Paris, Tuesday, July 20, 2010

Allow me to begin by telling you how important it was for me to speak to you and be with you today, at the Journées du réseau français dans le monde 2010. Many thanks to the French authorities for inviting me.  

This first plenary session, entitled “Haïti se relève”, or“Haiti on the path to recovery”, is an opportunity for us to reflect on the alarming situation that has existed in Haiti since the devastating earthquake of this past January. 

Is Haiti actually on the path to recovery? No, at this point in time, it is not. 

And the situation is all the more serious because the massive earthquake, of a magnitude rarely seen, merely added to the depth of all the misery that had so long and so heavily burdened the Haitian people. 

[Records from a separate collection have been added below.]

use std::sync::Arc;

use chrono::Utc;
use core_types::{Order, OrderRequest, OrderSide, OrderStatus, round_money};
use database::LedgerStore;
use market_data::QuoteGateway;
use rust_decimal::Decimal;
use uuid::Uuid;

use crate::error::BrokerageError;

/// Validates and admits new orders.
///
/// A successful admission leaves exactly one new `pending` Order row behind,
/// plus (for buys) the matching balance reservation. Any failure leaves the
/// ledger untouched.
pub struct OrderAdmission {
    store: Arc<dyn LedgerStore>,
    quotes: Arc<dyn QuoteGateway>,
}

impl OrderAdmission {
    pub fn new(store: Arc<dyn LedgerStore>, quotes: Arc<dyn QuoteGateway>) -> Self {
        Self { store, quotes }
    }

    pub async fn place_order(
        &self,
        account_id: Uuid,
        request: &OrderRequest,
    ) -> Result<Order, BrokerageError> {
        // --- 1. The account must exist and be active ---
        let account = self.store.account(account_id).await?;
        if !account.is_active() {
            return Err(BrokerageError::AccountInactive(account_id));
        }

        // --- 2. The symbol must have a live quote ---
        // Fetched before the transaction opens so a slow gateway never sits
        // inside the locked scope.
        let symbol = request.symbol().trim().to_uppercase();
        let quote = self.quotes.quote(&symbol).await?;

        // --- 3. Validate the request ---
        validate_request(request)?;
        let reference = reference_price(request, quote.price);
        let order_value = round_money(reference * Decimal::from(request.quantity()));
        if let Some(limit) = account.max_position_size {
            if order_value > limit {
                return Err(BrokerageError::LimitExceeded {
                    value: order_value,
                    limit,
                });
            }
        }

        // --- 4. Reserve funds or verify shares, atomically with the insert ---
        let mut tx = self.store.begin().await?;
        let mut account = tx.account_for_update(account_id).await?;
        if !account.is_active() {
            return Err(BrokerageError::AccountInactive(account_id));
        }

        let now = Utc::now();
        let mut reserved = Decimal::ZERO;
        match request.side() {
            OrderSide::Buy => {
                reserved = order_value;
                if reserved > account.available_balance() {
                    return Err(BrokerageError::InsufficientFunds {
                        available: account.available_balance(),
                        required: reserved,
                    });
                }
                account.blocked_balance = round_money(account.blocked_balance + reserved);
                account.updated_at = now;
                tx.update_account(&account).await?;
            }
            OrderSide::Sell => {
                let held = tx
                    .position_for_update(account_id, &symbol)
                    .await?
                    .map_or(0, |p| p.quantity);
                if held < request.quantity() {
                    return Err(BrokerageError::InsufficientShares {
                        symbol,
                        held,
                        requested: request.quantity(),
                    });
                }
            }
        }

        // --- 5. Insert the pending order and commit ---
        let order = Order {
            id: Uuid::new_v4(),
            account_id,
            symbol,
            side: request.side(),
            order_type: request.order_type(),
            quantity: request.quantity(),
            limit_price: request.limit_price(),
            stop_price: request.stop_price(),
            status: OrderStatus::Pending,
            filled_quantity: 0,
            total_executed_value: Decimal::ZERO,
            fees: Decimal::ZERO,
            reserved_amount: reserved,
            time_in_force: request.time_in_force(),
            executed_at: None,
            cancelled_at: None,
            created_at: now,
            updated_at: now,
        };
        tx.insert_order(&order).await?;
        tx.commit().await?;

        tracing::info!(
            order_id = %order.id,
            account_id = %account_id,
            symbol = %order.symbol,
            side = %order.side,
            quantity = order.quantity,
            reserved = %order.reserved_amount,
            "order admitted"
        );
        Ok(order)
    }
}

fn validate_request(request: &OrderRequest) -> Result<(), BrokerageError> {
    if request.quantity() <= 0 {
        return Err(BrokerageError::InvalidOrder(
            "quantity must be a positive whole number of shares".to_string(),
        ));
    }
    if let Some(limit_price) = request.limit_price() {
        if limit_price <= Decimal::ZERO {
            return Err(BrokerageError::InvalidOrder(
                "limit price must be positive".to_string(),
            ));
        }
    }
    if let Some(stop_price) = request.stop_price() {
        if stop_price <= Decimal::ZERO {
            return Err(BrokerageError::InvalidOrder(
                "stop price must be positive".to_string(),
            ));
        }
    }
    Ok(())
}

/// The price an admission reasons with before any fill exists: the live
/// quote for market orders, the limit price where one is given, and the
/// trigger price for plain stop orders (which carry no limit price).
fn reference_price(request: &OrderRequest, quote_price: Decimal) -> Decimal {
    match request {
        OrderRequest::Market { .. } => quote_price,
        OrderRequest::Limit { limit_price, .. } | OrderRequest::StopLimit { limit_price, .. } => {
            *limit_price
        }
        OrderRequest::Stop { stop_price, .. } => *stop_price,
    }
}

#[cfg(test)]
mod tests {
    use super::*;
    use core_types::TimeInForce;
    use rust_decimal_macros::dec;

    fn market_buy(quantity: i64) -> OrderRequest {
        OrderRequest::Market {
            symbol: "PETR4".to_string(),
            side: OrderSide::Buy,
            quantity,
            time_in_force: TimeInForce::Day,
        }
    }

    #[test]
    fn requests_with_non_positive_quantities_are_invalid() {
        assert!(matches!(
            validate_request(&market_buy(0)),
            Err(BrokerageError::InvalidOrder(_))
        ));
        assert!(matches!(
            validate_request(&market_buy(-3)),
            Err(BrokerageError::InvalidOrder(_))
        ));
        assert!(validate_request(&market_buy(1)).is_ok());
    }

    #[test]
    fn requests_with_non_positive_prices_are_invalid() {
        let bad_limit = OrderRequest::Limit {
            symbol: "PETR4".to_string(),
            side: OrderSide::Buy,
            quantity: 10,
            limit_price: dec!(0.00),
            time_in_force: TimeInForce::Day,
        };
        assert!(matches!(
            validate_request(&bad_limit),
            Err(BrokerageError::InvalidOrder(_))
        ));

        let bad_stop = OrderRequest::Stop {
            symbol: "PETR4".to_string(),
            side: OrderSide::Sell,
            quantity: 10,
            stop_price: dec!(-1.00),
            time_in_force: TimeInForce::Day,
        };
        assert!(matches!(
            validate_request(&bad_stop),
            Err(BrokerageError::InvalidOrder(_))
        ));
    }

    #[test]
    fn reference_price_follows_the_order_kind() {
        let quote = dec!(38.52);
        assert_eq!(reference_price(&market_buy(10), quote), quote);

        let limit = OrderRequest::Limit {
            symbol: "PETR4".to_string(),
            side: OrderSide::Buy,
            quantity: 10,
            limit_price: dec!(37.00),
            time_in_force: TimeInForce::Day,
        };
        assert_eq!(reference_price(&limit, quote), dec!(37.00));

        let stop = OrderRequest::Stop {
            symbol: "PETR4".to_string(),
            side: OrderSide::Sell,
            quantity: 10,
            stop_price: dec!(36.00),
            time_in_force: TimeInForce::Day,
        };
        assert_eq!(reference_price(&stop, quote), dec!(36.00));

        let stop_limit = OrderRequest::StopLimit {
            symbol: "PETR4".to_string(),
            side: OrderSide::Buy,
            quantity: 10,
            limit_price: dec!(39.00),
            stop_price: dec!(38.80),
            time_in_force: TimeInForce::Day,
        };
        assert_eq!(reference_price(&stop_limit, quote), dec!(39.00));
    }
}
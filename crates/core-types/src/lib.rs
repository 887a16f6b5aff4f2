//! # Boleta Core Types Crate
//!
//! This crate is the shared vocabulary of the system. It defines the plain
//! data structures and enums that every other crate speaks: accounts, orders,
//! positions, and quotes.
//!
//! ## Architectural Principles
//!
//! - **Layer 0 Foundation:** This crate sits at the bottom of the dependency
//!   graph. It depends on nothing else in the workspace, and everything else
//!   depends on it.
//! - **Logic-Free Data:** Types here carry data and cheap derived accessors
//!   (e.g. `Account::available_balance`). Business rules such as admission
//!   checks or fill arithmetic live in the `brokerage` crate.
//! - **Exact Money:** All monetary values are `rust_decimal::Decimal`.
//!   Floating point never touches a balance.
//!
//! ## Public API
//!
//! - `Account`, `Order`, `Position`, `Quote`: The persistent ledger records.
//! - `OrderRequest`: The validated intent to trade, before it becomes an `Order`.
//! - `OrderSide`, `OrderType`, `OrderStatus`, `AccountStatus`, `TimeInForce`:
//!   The closed sets of states these records move through.
//! - `round_money`: The single rounding rule applied at persistence boundaries.
//! - `CoreError`: The specific error types that can be returned from this crate.

// Declare the modules that constitute this crate.
pub mod enums;
pub mod error;
pub mod money;
pub mod structs;

// Re-export the core types to provide a clean public API.
pub use enums::{AccountStatus, OrderSide, OrderStatus, OrderType, TimeInForce};
pub use error::CoreError;
pub use money::round_money;
pub use structs::{Account, Order, OrderRequest, Position, Quote};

Generally known for their resilience, for being able to bounce back from every blow—as though this were a historically hereditary trait, a trait that has defined them as a people, as though they could never be otherwise—the people of Haiti, are more shaken and at a greater loss than ever before. 

The “shock” suffered by the Haitian people at precisely 4:53 p.m. on January 12, 2010, actually dealt hope a fatal blow…  

Hope, which has always been the ethos of the Haitian people, “with no day of rest to ease the pain,” to quote poet and writer René Depestre. 

Hope, even when hanging on by nothing more than a thread. 

Hope, even when that thread has continued to wear thin, though not broken. 

Make no mistake: Haiti will not be able to recover without the spirit of solidarity that existed immediately after the catastrophe.

While the tragic images of unimaginable suffering, destruction and devastation were being broadcast non-stop for weeks around the world, aid came pouring in from everywhere. The whole world immediately mobilized, with the United States, Canada and France leading the way. 

Indeed, I was very moved when, on July 14, I saw a parade of members from these French aid teams that had worked with such expertise in the emergency operations in Haiti—teams mightily driven by a keen sense of duty to assist an afflicted people, with friendship and compassion. 

Several are still in the field. I would like to use this opportunity to recognize their merit and say, “Bravo!” 

Similarly, we in Canada collectively and unanimously refused to turn a blind eye to the lot of our sisters and brothers in Haiti. 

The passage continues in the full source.